Personal information
- Full name: Seiichiro Maki
- Date of birth: 7 August 1980 (age 45)
- Place of birth: Uki, Kumamoto, Japan
- Height: 1.84 m (6 ft 0 in)
- Position: Forward

Youth career
- 1996–1998: Ohzu High School

College career
- Years: Team / Apps / (Gls)
- 1999–2002: Komazawa University

Senior career*
- Years: Team / Apps / (Gls)
- 2003–2010: JEF United Chiba / 220 / (53)
- 2010: Amkar Perm / 9 / (0)
- 2011: Shenzhen Ruby / 4 / (0)
- 2011–2013: Tokyo Verdy / 51 / (7)
- 2014–2018: Roasso Kumamoto / 167 / (9)
- Total:  / 451 / (69)

International career
- 2005–2009: Japan / 38 / (8)

Medal record
JEF United Chiba
| Winner | J.League Cup | 2005 |
| Winner | J.League Cup | 2006 |

= Seiichiro Maki =

Japanese footballer (born 1980)

Seiichiro Maki (巻 誠一郎, Maki Seiichirō) is a Japanese former professional footballer who played as a forward. He played for the Japan national team.

==Club career==
Maki was a key player for Komazawa University in Tokyo along with Masaki Fukai. After graduating from Komazawa University in 2003, Maki joined JEF United Ichihara (later JEF United Chiba). He made his first professional appearance on 22 March 2003 against Tokyo Verdy. He scored his first professional goal on 2 August 2003 against Urawa Reds. For his first year at JEF, he was often used as a second-half substitute. However, in 2005 he became a starting forward for the team. JEF won the champions in 2005 and 2006 J.League Cup. However many players left the club and the club results were sluggish late 2000s. JEF finished at the bottom place in 2009 season and was relegated to J2 League first time in the club history. His opportunity to play decreased for generational change in 2010.

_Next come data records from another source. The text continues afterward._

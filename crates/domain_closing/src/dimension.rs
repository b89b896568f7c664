//! Accounting dimension keys
//!
//! Closing balances are kept per combination of accounting dimensions. The
//! dimension list is fixed for a run: the three standard dimensions followed by
//! the organization's custom ones, always in the same order, so that two rows
//! with the same values produce the same key.
//!
//! Keys are persisted as their components joined by a comma, an absent value
//! being written as the empty string. A comma or backslash inside a value is
//! escaped with a backslash, so any value survives the round trip.

use serde::{Deserialize, Deserializer, Serialize, Serializer};
use std::collections::{BTreeMap, HashSet};
use std::fmt;

use crate::error::ClosingError;

/// Dimensions every ledger row carries
pub const STANDARD_DIMENSIONS: [&str; 3] = ["cost_center", "finance_book", "project"];

/// Separator between key components in the persisted form
pub const KEY_DELIMITER: char = ',';

/// Escapes a delimiter or itself inside a persisted component
pub const KEY_ESCAPE: char = '\\';

/// Dimension values of a single ledger row, by dimension name
pub type DimensionValues = BTreeMap<String, String>;

/// Anything that can report its value for a named dimension
pub trait DimensionSource {
    /// Returns the row's value for `dimension`, if it has one
    fn dimension_value(&self, dimension: &str) -> Option<&str>;
}

impl DimensionSource for DimensionValues {
    fn dimension_value(&self, dimension: &str) -> Option<&str> {
        self.get(dimension).map(String::as_str)
    }
}

/// The ordered list of dimensions balances are grouped by
#[derive(Debug, Clone, PartialEq, Eq, Serialize, Deserialize)]
pub struct DimensionSet {
    names: Vec<String>,
}

impl DimensionSet {
    /// The standard dimensions only
    pub fn standard() -> Self {
        Self {
            names: STANDARD_DIMENSIONS.iter().map(|s| s.to_string()).collect(),
        }
    }

    /// The standard dimensions followed by the given custom dimensions
    ///
    /// # Errors
    ///
    /// Returns `ClosingError::InvalidDimensions` if a name is blank or listed twice
    pub fn with_custom<I, S>(custom: I) -> Result<Self, ClosingError>
    where
        I: IntoIterator<Item = S>,
        S: Into<String>,
    {
        let mut set = Self::standard();
        let mut seen: HashSet<String> = set.names.iter().cloned().collect();

        for name in custom {
            let name = name.into().trim().to_string();
            if name.is_empty() {
                return Err(ClosingError::InvalidDimensions(
                    "dimension names must not be blank".to_string(),
                ));
            }
            if !seen.insert(name.clone()) {
                return Err(ClosingError::InvalidDimensions(format!(
                    "dimension '{}' is listed more than once",
                    name
                )));
            }
            set.names.push(name);
        }

        Ok(set)
    }

    /// Dimension names in key order
    pub fn names(&self) -> &[String] {
        &self.names
    }

    /// Number of components in every key built from this set
    pub fn len(&self) -> usize {
        self.names.len()
    }

    pub fn is_empty(&self) -> bool {
        self.names.is_empty()
    }

    /// Builds the grouping key for a row
    ///
    /// Values are taken as they are; an empty value is treated as absent.
    pub fn key_for<R>(&self, row: &R) -> DimensionKey
    where
        R: DimensionSource + ?Sized,
    {
        DimensionKey(
            self.names
                .iter()
                .map(|name| {
                    row.dimension_value(name)
                        .filter(|v| !v.is_empty())
                        .map(str::to_string)
                })
                .collect(),
        )
    }

    /// Parses a persisted key and checks it has one component per dimension
    pub fn decode_key(&self, encoded: &str) -> Result<DimensionKey, ClosingError> {
        let key = DimensionKey::decode(encoded);
        self.check_arity(&key)?;
        Ok(key)
    }

    /// Checks that a key has one component per dimension
    pub fn check_arity(&self, key: &DimensionKey) -> Result<(), ClosingError> {
        if key.len() != self.names.len() {
            return Err(ClosingError::InvalidDimensionKey {
                key: key.encode(),
                expected: self.names.len(),
                found: key.len(),
            });
        }
        Ok(())
    }

    /// Pairs each dimension name with the key's value for it
    pub fn values_of(&self, key: &DimensionKey) -> DimensionValues {
        self.names
            .iter()
            .zip(key.values())
            .filter_map(|(name, value)| value.as_ref().map(|v| (name.clone(), v.clone())))
            .collect()
    }
}

impl Default for DimensionSet {
    fn default() -> Self {
        Self::standard()
    }
}

/// An ordered tuple of dimension values used as a grouping key
#[derive(Debug, Clone, PartialEq, Eq, PartialOrd, Ord, Hash)]
pub struct DimensionKey(Vec<Option<String>>);

impl DimensionKey {
    /// Creates a key from raw components
    pub fn new(values: Vec<Option<String>>) -> Self {
        Self(values)
    }

    /// Key components in dimension order
    pub fn values(&self) -> &[Option<String>] {
        &self.0
    }

    pub fn len(&self) -> usize {
        self.0.len()
    }

    pub fn is_empty(&self) -> bool {
        self.0.is_empty()
    }

    /// Joins the components with the delimiter, absent values as empty strings
    pub fn encode(&self) -> String {
        let mut encoded = String::new();
        for (index, value) in self.0.iter().enumerate() {
            if index > 0 {
                encoded.push(KEY_DELIMITER);
            }
            for c in value.as_deref().unwrap_or("").chars() {
                if c == KEY_DELIMITER || c == KEY_ESCAPE {
                    encoded.push(KEY_ESCAPE);
                }
                encoded.push(c);
            }
        }
        encoded
    }

    /// Splits a persisted key on unescaped delimiters
    pub fn decode(encoded: &str) -> Self {
        let mut components = Vec::new();
        let mut current = String::new();
        let mut chars = encoded.chars();
        while let Some(c) = chars.next() {
            match c {
                KEY_ESCAPE => {
                    if let Some(escaped) = chars.next() {
                        current.push(escaped);
                    }
                }
                KEY_DELIMITER => components.push(std::mem::take(&mut current)),
                _ => current.push(c),
            }
        }
        components.push(current);

        Self(
            components
                .into_iter()
                .map(|part| if part.is_empty() { None } else { Some(part) })
                .collect(),
        )
    }
}

impl fmt::Display for DimensionKey {
    fn fmt(&self, f: &mut fmt::Formatter<'_>) -> fmt::Result {
        f.write_str(&self.encode())
    }
}

impl Serialize for DimensionKey {
    fn serialize<S>(&self, serializer: S) -> Result<S::Ok, S::Error>
    where
        S: Serializer,
    {
        serializer.serialize_str(&self.encode())
    }
}

impl<'de> Deserialize<'de> for DimensionKey {
    fn deserialize<D>(deserializer: D) -> Result<Self, D::Error>
    where
        D: Deserializer<'de>,
    {
        let encoded = String::deserialize(deserializer)?;
        Ok(DimensionKey::decode(&encoded))
    }
}

#[cfg(test)]
mod tests {
    use super::*;

    fn row(pairs: &[(&str, &str)]) -> DimensionValues {
        pairs
            .iter()
            .map(|(k, v)| (k.to_string(), v.to_string()))
            .collect()
    }

    #[test]
    fn test_key_follows_dimension_order() {
        let dims = DimensionSet::with_custom(["region"]).unwrap();
        let key = dims
            .key_for(&row(&[("region", "EMEA"), ("cost_center", "Main - AC")]));

        assert_eq!(
            key.values(),
            &[
                Some("Main - AC".to_string()),
                None,
                None,
                Some("EMEA".to_string())
            ]
        );
        assert_eq!(key.encode(), "Main - AC,,,EMEA");
    }

    #[test]
    fn test_empty_value_is_absent() {
        let dims = DimensionSet::standard();
        let empty = dims.key_for(&row(&[("project", "")]));
        let missing = dims.key_for(&row(&[]));
        assert_eq!(empty, missing);
    }

    #[test]
    fn test_values_are_kept_verbatim() {
        let dims = DimensionSet::standard();
        let key = dims.key_for(&row(&[("cost_center", " Main ")]));
        assert_eq!(key.values()[0].as_deref(), Some(" Main "));
        assert_eq!(dims.values_of(&key).get("cost_center").map(String::as_str), Some(" Main "));
    }

    #[test]
    fn test_delimiter_in_value_is_escaped() {
        let dims = DimensionSet::standard();
        let key = dims.key_for(&row(&[("cost_center", "North, East"), ("project", "C:\\tmp")]));

        let encoded = key.encode();
        assert_eq!(encoded, "North\\, East,,C:\\\\tmp");
        assert_eq!(dims.decode_key(&encoded).unwrap(), key);
    }

    #[test]
    fn test_decode_checks_arity() {
        let dims = DimensionSet::standard();
        assert!(dims.decode_key("a,b,c").is_ok());
        assert!(matches!(
            dims.decode_key("a,b"),
            Err(ClosingError::InvalidDimensionKey { expected: 3, found: 2, .. })
        ));
    }

    #[test]
    fn test_duplicate_custom_dimension_rejected() {
        assert!(DimensionSet::with_custom(["project"]).is_err());
        assert!(DimensionSet::with_custom(["region", "region"]).is_err());
        assert!(DimensionSet::with_custom([" "]).is_err());
    }

    #[test]
    fn test_values_of_skips_absent() {
        let dims = DimensionSet::standard();
        let key = DimensionKey::new(vec![Some("Main".into()), None, Some("P1".into())]);
        let values = dims.values_of(&key);
        assert_eq!(values.len(), 2);
        assert_eq!(values.get("project").map(String::as_str), Some("P1"));
    }
}

#[cfg(test)]
mod proptests {
    use super::*;
    use proptest::prelude::*;

    fn component() -> impl Strategy<Value = Option<String>> {
        proptest::option::of("[A-Za-z0-9 ,_\\\\-]{1,12}")
    }

    proptest! {
        #[test]
        fn encode_decode_roundtrip(values in proptest::collection::vec(component(), 3..6)) {
            let key = DimensionKey::new(values);
            prop_assert_eq!(DimensionKey::decode(&key.encode()), key);
        }

        #[test]
        fn equal_dimension_values_give_equal_keys(
            values in proptest::collection::vec(component(), 3..=3),
            noise in "[a-z]{1,8}"
        ) {
            let dims = DimensionSet::standard();
            let mut first = DimensionValues::new();
            for (name, value) in dims.names().iter().zip(&values) {
                if let Some(v) = value {
                    first.insert(name.clone(), v.clone());
                }
            }
            // Values outside the dimension list must not influence the key
            let mut second = first.clone();
            second.insert("remarks".to_string(), noise);

            prop_assert_eq!(dims.key_for(&first), dims.key_for(&second));
        }
    }
}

In July 2010, Maki moved to Russian Premier League club FC Amkar Perm. In March 2011, he moved to Chinese Super League club Shenzhen Ruby. However he could not play many matches in both clubs. In August 2011, he returned to Japan and signed with J2 League club Tokyo Verdy. He played many matches as mainly substitute forward in three seasons. In 2014, he moved to his local club Roasso Kumamoto. He played more than 30 matches as mainly substitute forward every season. However his opportunity to play decreased in 2018 and Roasso was relegated to J3 League end of 2018 season. He retired end of 2018 season.

==International career==
Maki represented Japan in the 2001 Summer Universiade in Beijing, contributing to their championship win by scoring 3 goals in the tournament.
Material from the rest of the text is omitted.